**WHAT NEEDS TO BE DONE**. Could you transcribe the material below exactly, without leaving out a single line?
DATA SHOWN: Begin
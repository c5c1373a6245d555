use moss_driver::{Advance, Computation, Progress};
use moss_types::{Instruction, ItemId, ItemState};
use serde_json::Value;

use crate::error::TodoError;
use crate::remote::{RemoteContext, Reply};

/// Apply one batch of instructions to the remote document and finish with the
/// service's status.
///
/// Remote failures are not recovered from.
#[derive(Debug)]
pub struct EditItem {
    remote: RemoteContext,
    instructions: Vec<Instruction>,
}

impl EditItem {
    #[must_use]
    pub fn new(remote: RemoteContext, instructions: Vec<Instruction>) -> Self {
        Self {
            remote,
            instructions,
        }
    }

    #[must_use]
    pub fn instructions(&self) -> &[Instruction] {
        &self.instructions
    }
}

impl Computation for EditItem {
    type Value = Reply;
    type Output = String;
    type Error = TodoError;

    fn start(&mut self) -> Advance<Self> {
        let instructions = std::mem::take(&mut self.instructions);
        Ok(Progress::wait(self.remote.apply_instructions(instructions)))
    }

    fn resume(&mut self, reply: Reply) -> Advance<Self> {
        Ok(Progress::Finished(reply.into_status()?))
    }
}

/// Set the item's text. An empty value is stored as a single space.
#[must_use]
pub fn update_item_value(remote: RemoteContext, id: &ItemId, value: &str) -> EditItem {
    let value = if value.is_empty() { " " } else { value };
    EditItem::new(
        remote,
        vec![Instruction::Set {
            key: id.field_key("value"),
            value: Value::String(value.to_string()),
        }],
    )
}

#[must_use]
pub fn toggle_done(remote: RemoteContext, id: &ItemId) -> EditItem {
    EditItem::new(
        remote,
        vec![Instruction::Toggle {
            key: id.field_key("isDone"),
        }],
    )
}

#[must_use]
pub fn set_item_state(remote: RemoteContext, id: &ItemId, state: ItemState) -> EditItem {
    EditItem::new(
        remote,
        vec![Instruction::Set {
            key: id.field_key("state"),
            value: Value::from(state.code()),
        }],
    )
}

#[must_use]
pub fn remove_item(remote: RemoteContext, id: &ItemId) -> EditItem {
    EditItem::new(
        remote,
        vec![Instruction::Unset {
            key: id.to_string(),
        }],
    )
}
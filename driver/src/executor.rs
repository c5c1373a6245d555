//! Step executor: drives one computation to exactly one [`Outcome`].
//!
//! # State Machine
//!
//! ```text
//!            ┌──────────── Value(v) / Failure(e) ◄────────────┐
//!            ▼                                                 │
//! Input ─► advance ─► Finished(r) ─► settle Resolved(r)        │
//!            │                                                 │
//!            ├─► Pending(Operation(op)) ─► await op ───────────┘
//!            ├─► Pending(Bare(_)) ─► settle Rejected(ContractViolation)
//!            └─► Err(e) ─► settle Rejected(Failed(e))
//! ```
//!
//! Advances are strictly sequential: the next advance happens only after the
//! awaited operation has settled and its result has been fed back in. Awaiting
//! never blocks a thread; the executor is an ordinary future.
//!
//! A failed operation is fed back through [`Computation::resume_with_failure`]
//! instead of terminating, so the computation's own recovery logic sees it first.

use crate::computation::{Advance, Computation, Progress, Suspension};
use crate::error::{ContractViolation, DriveError, Outcome};

/// The first thing fed into a computation when driving starts.
#[derive(Debug)]
pub enum Input<V, E> {
    /// Not yet started.
    Start,
    /// Mid-flight; resume with a value.
    Value(V),
    /// Mid-flight; resume with a failure.
    Failure(E),
}

impl<V, E> From<Result<V, E>> for Input<V, E> {
    fn from(result: Result<V, E>) -> Self {
        match result {
            Ok(value) => Input::Value(value),
            Err(error) => Input::Failure(error),
        }
    }
}

/// Settle-once latch around the completion callback.
///
/// Every terminal path goes through [`SettleOnce::settle`]; only the first call
/// reaches the callback.
pub(crate) struct SettleOnce<F> {
    callback: Option<F>,
}

impl<F> SettleOnce<F> {
    pub(crate) const fn new(callback: F) -> Self {
        Self {
            callback: Some(callback),
        }
    }

    pub(crate) const fn is_settled(&self) -> bool {
        self.callback.is_none()
    }

    /// Returns `false` when the latch was already closed and `outcome` was dropped.
    pub(crate) fn settle<T>(&mut self, outcome: T) -> bool
    where
        F: FnOnce(T),
    {
        match self.callback.take() {
            Some(callback) => {
                callback(outcome);
                true
            }
            None => {
                tracing::warn!("Ignoring duplicate settlement");
                false
            }
        }
    }
}

/// Drives a single computation.
pub struct StepExecutor<C, F> {
    computation: C,
    latch: SettleOnce<F>,
    steps: usize,
}

impl<C, F> StepExecutor<C, F>
where
    C: Computation,
    F: FnOnce(Outcome<C::Output, C::Error>),
{
    pub const fn new(computation: C, on_settled: F) -> Self {
        Self {
            computation,
            latch: SettleOnce::new(on_settled),
            steps: 0,
        }
    }

    pub async fn run(mut self, input: Input<C::Value, C::Error>) {
        let mut input = input;

        while !self.latch.is_settled() {
            let progress = match self.advance(input) {
                Ok(progress) => progress,
                Err(error) => {
                    tracing::debug!(step = self.steps, "Computation raised; rejecting");
                    self.settle(Outcome::Rejected(DriveError::Failed(error)));
                    break;
                }
            };

            let operation = match progress {
                Progress::Finished(result) => {
                    tracing::debug!(step = self.steps, "Computation finished");
                    self.settle(Outcome::Resolved(result));
                    break;
                }
                Progress::Pending(Suspension::Operation(operation)) => operation,
                Progress::Pending(Suspension::Bare(_)) => {
                    tracing::warn!(
                        step = self.steps,
                        "Computation yielded a plain value instead of a pending operation"
                    );
                    let violation = ContractViolation { step: self.steps };
                    self.settle(Outcome::Rejected(violation.into()));
                    break;
                }
            };

            input = match operation.await {
                Ok(value) => Input::Value(value),
                Err(error) => {
                    tracing::debug!(step = self.steps, "Operation failed; handing failure back");
                    Input::Failure(error)
                }
            };
        }
    }

    fn advance(&mut self, input: Input<C::Value, C::Error>) -> Advance<C> {
        self.steps += 1;
        tracing::trace!(step = self.steps, "Advancing computation");
        match input {
            Input::Start => self.computation.start(),
            Input::Value(value) => self.computation.resume(value),
            Input::Failure(error) => self.computation.resume_with_failure(error),
        }
    }

    fn settle(&mut self, outcome: Outcome<C::Output, C::Error>) {
        let resolved = outcome.is_resolved();
        if self.latch.settle(outcome) {
            tracing::debug!(steps = self.steps, resolved, "Computation settled");
        }
    }
}

/// Drive `computation` to completion, reporting through `on_settled` exactly once.
///
/// `input` is what the first advance feeds in: [`Input::Start`] for a fresh
/// computation, or a value/failure when taking over one mid-flight.
pub async fn drive<C, F>(computation: C, input: Input<C::Value, C::Error>, on_settled: F)
where
    C: Computation,
    F: FnOnce(Outcome<C::Output, C::Error>),
{
    StepExecutor::new(computation, on_settled).run(input).await;
}

/// [`drive`], returning the outcome instead of reporting it through a callback.
pub async fn drive_to_outcome<C>(
    computation: C,
    input: Input<C::Value, C::Error>,
) -> Outcome<C::Output, C::Error>
where
    C: Computation,
{
    let mut settled = None;
    drive(computation, input, |outcome| settled = Some(outcome)).await;
    settled.unwrap_or(Outcome::Rejected(DriveError::Abandoned))
}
DATA SHOWN: End
**RESPONSE AREA**.
repository c5c1373a6245d555
use moss_driver::{Advance, Computation, Progress};
use moss_types::{Instruction, ItemId, ItemState};
use serde_json::Value;

use crate::error::TodoError;
use crate::remote::{RemoteContext, Reply};

/// Apply one batch of instructions to the remote document and finish with the
/// service's status.
///
/// Remote failures are not recovered from.
#[derive(Debug)]
pub struct EditItem {
    remote: RemoteContext,
    instructions: Vec<Instruction>,
}

impl EditItem {
    #[must_use]
    pub fn new(remote: RemoteContext, instructions: Vec<Instruction>) -> Self {
        Self {
            remote,
            instructions,
        }
    }

    #[must_use]
    pub fn instructions(&self) -> &[Instruction] {
        &self.instructions
    }
}

impl Computation for EditItem {
    type Value = Reply;
    type Output = String;
    type Error = TodoError;

    fn start(&mut self) -> Advance<Self> {
        let instructions = std::mem::take(&mut self.instructions);
        Ok(Progress::wait(self.remote.apply_instructions(instructions)))
    }

    fn resume(&mut self, reply: Reply) -> Advance<Self> {
        Ok(Progress::Finished(reply.into_status()?))
    }
}

/// Set the item's text. An empty value is stored as a single space.
#[must_use]
pub fn update_item_value(remote: RemoteContext, id: &ItemId, value: &str) -> EditItem {
    let value = if value.is_empty() { " " } else { value };
    EditItem::new(
        remote,
        vec![Instruction::Set {
            key: id.field_key("value"),
            value: Value::String(value.to_string()),
        }],
    )
}

#[must_use]
pub fn toggle_done(remote: RemoteContext, id: &ItemId) -> EditItem {
    EditItem::new(
        remote,
        vec![Instruction::Toggle {
            key: id.field_key("isDone"),
        }],
    )
}

#[must_use]
pub fn set_item_state(remote: RemoteContext, id: &ItemId, state: ItemState) -> EditItem {
    EditItem::new(
        remote,
        vec![Instruction::Set {
            key: id.field_key("state"),
            value: Value::from(state.code()),
        }],
    )
}

#[must_use]
pub fn remove_item(remote: RemoteContext, id: &ItemId) -> EditItem {
    EditItem::new(
        remote,
        vec![Instruction::Unset {
            key: id.to_string(),
        }],
    )
}
filename driver/src/executor.rs
repository c5c1373a6245d555
//! Step executor: drives one computation to exactly one [`Outcome`].
//!
//! # State Machine
//!
//! ```text
//!            ┌──────────── Value(v) / Failure(e) ◄────────────┐
//!            ▼                                                 │
//! Input ─► advance ─► Finished(r) ─► settle Resolved(r)        │
//!            │                                                 │
//!            ├─► Pending(Operation(op)) ─► await op ───────────┘
//!            ├─► Pending(Bare(_)) ─► settle Rejected(ContractViolation)
//!            └─► Err(e) ─► settle Rejected(Failed(e))
//! ```
//!
//! Advances are strictly sequential: the next advance happens only after the
//! awaited operation has settled and its result has been fed back in. Awaiting
//! never blocks a thread; the executor is an ordinary future.
//!
//! A failed operation is fed back through [`Computation::resume_with_failure`]
//! instead of terminating, so the computation's own recovery logic sees it first.

use crate::computation::{Advance, Computation, Progress, Suspension};
use crate::error::{ContractViolation, DriveError, Outcome};

/// The first thing fed into a computation when driving starts.
#[derive(Debug)]
pub enum Input<V, E> {
    /// Not yet started.
    Start,
    /// Mid-flight; resume with a value.
    Value(V),
    /// Mid-flight; resume with a failure.
    Failure(E),
}

impl<V, E> From<Result<V, E>> for Input<V, E> {
    fn from(result: Result<V, E>) -> Self {
        match result {
            Ok(value) => Input::Value(value),
            Err(error) => Input::Failure(error),
        }
    }
}

/// Settle-once latch around the completion callback.
///
/// Every terminal path goes through [`SettleOnce::settle`]; only the first call
/// reaches the callback.
pub(crate) struct SettleOnce<F> {
    callback: Option<F>,
}

impl<F> SettleOnce<F> {
    pub(crate) const fn new(callback: F) -> Self {
        Self {
            callback: Some(callback),
        }
    }

    pub(crate) const fn is_settled(&self) -> bool {
        self.callback.is_none()
    }

    /// Returns `false` when the latch was already closed and `outcome` was dropped.
    pub(crate) fn settle<T>(&mut self, outcome: T) -> bool
    where
        F: FnOnce(T),
    {
        match self.callback.take() {
            Some(callback) => {
                callback(outcome);
                true
            }
            None => {
                tracing::warn!("Ignoring duplicate settlement");
                false
            }
        }
    }
}

/// Drives a single computation.
pub struct StepExecutor<C, F> {
    computation: C,
    latch: SettleOnce<F>,
    steps: usize,
}

impl<C, F> StepExecutor<C, F>
where
    C: Computation,
    F: FnOnce(Outcome<C::Output, C::Error>),
{
    pub const fn new(computation: C, on_settled: F) -> Self {
        Self {
            computation,
            latch: SettleOnce::new(on_settled),
            steps: 0,
        }
    }

    pub async fn run(mut self, input: Input<C::Value, C::Error>) {
        let mut input = input;

        while !self.latch.is_settled() {
            let progress = match self.advance(input) {
                Ok(progress) => progress,
                Err(error) => {
                    tracing::debug!(step = self.steps, "Computation raised; rejecting");
                    self.settle(Outcome::Rejected(DriveError::Failed(error)));
                    break;
                }
            };

            let operation = match progress {
                Progress::Finished(result) => {
                    tracing::debug!(step = self.steps, "Computation finished");
                    self.settle(Outcome::Resolved(result));
                    break;
                }
                Progress::Pending(Suspension::Operation(operation)) => operation,
                Progress::Pending(Suspension::Bare(_)) => {
                    tracing::warn!(
                        step = self.steps,
                        "Computation yielded a plain value instead of a pending operation"
                    );
                    let violation = ContractViolation { step: self.steps };
                    self.settle(Outcome::Rejected(violation.into()));
                    break;
                }
            };

            input = match operation.await {
                Ok(value) => Input::Value(value),
                Err(error) => {
                    tracing::debug!(step = self.steps, "Operation failed; handing failure back");
                    Input::Failure(error)
                }
            };
        }
    }

    fn advance(&mut self, input: Input<C::Value, C::Error>) -> Advance<C> {
        self.steps += 1;
        tracing::trace!(step = self.steps, "Advancing computation");
        match input {
            Input::Start => self.computation.start(),
            Input::Value(value) => self.computation.resume(value),
            Input::Failure(error) => self.computation.resume_with_failure(error),
        }
    }

    fn settle(&mut self, outcome: Outcome<C::Output, C::Error>) {
        let resolved = outcome.is_resolved();
        if self.latch.settle(outcome) {
            tracing::debug!(steps = self.steps, resolved, "Computation settled");
        }
    }
}

/// Drive `computation` to completion, reporting through `on_settled` exactly once.
///
/// `input` is what the first advance feeds in: [`Input::Start`] for a fresh
/// computation, or a value/failure when taking over one mid-flight.
pub async fn drive<C, F>(computation: C, input: Input<C::Value, C::Error>, on_settled: F)
where
    C: Computation,
    F: FnOnce(Outcome<C::Output, C::Error>),
{
    StepExecutor::new(computation, on_settled).run(input).await;
}

/// [`drive`], returning the outcome instead of reporting it through a callback.
pub async fn drive_to_outcome<C>(
    computation: C,
    input: Input<C::Value, C::Error>,
) -> Outcome<C::Output, C::Error>
where
    C: Computation,
{
    let mut settled = None;
    drive(computation, input, |outcome| settled = Some(outcome)).await;
    settled.unwrap_or(Outcome::Rejected(DriveError::Abandoned))
}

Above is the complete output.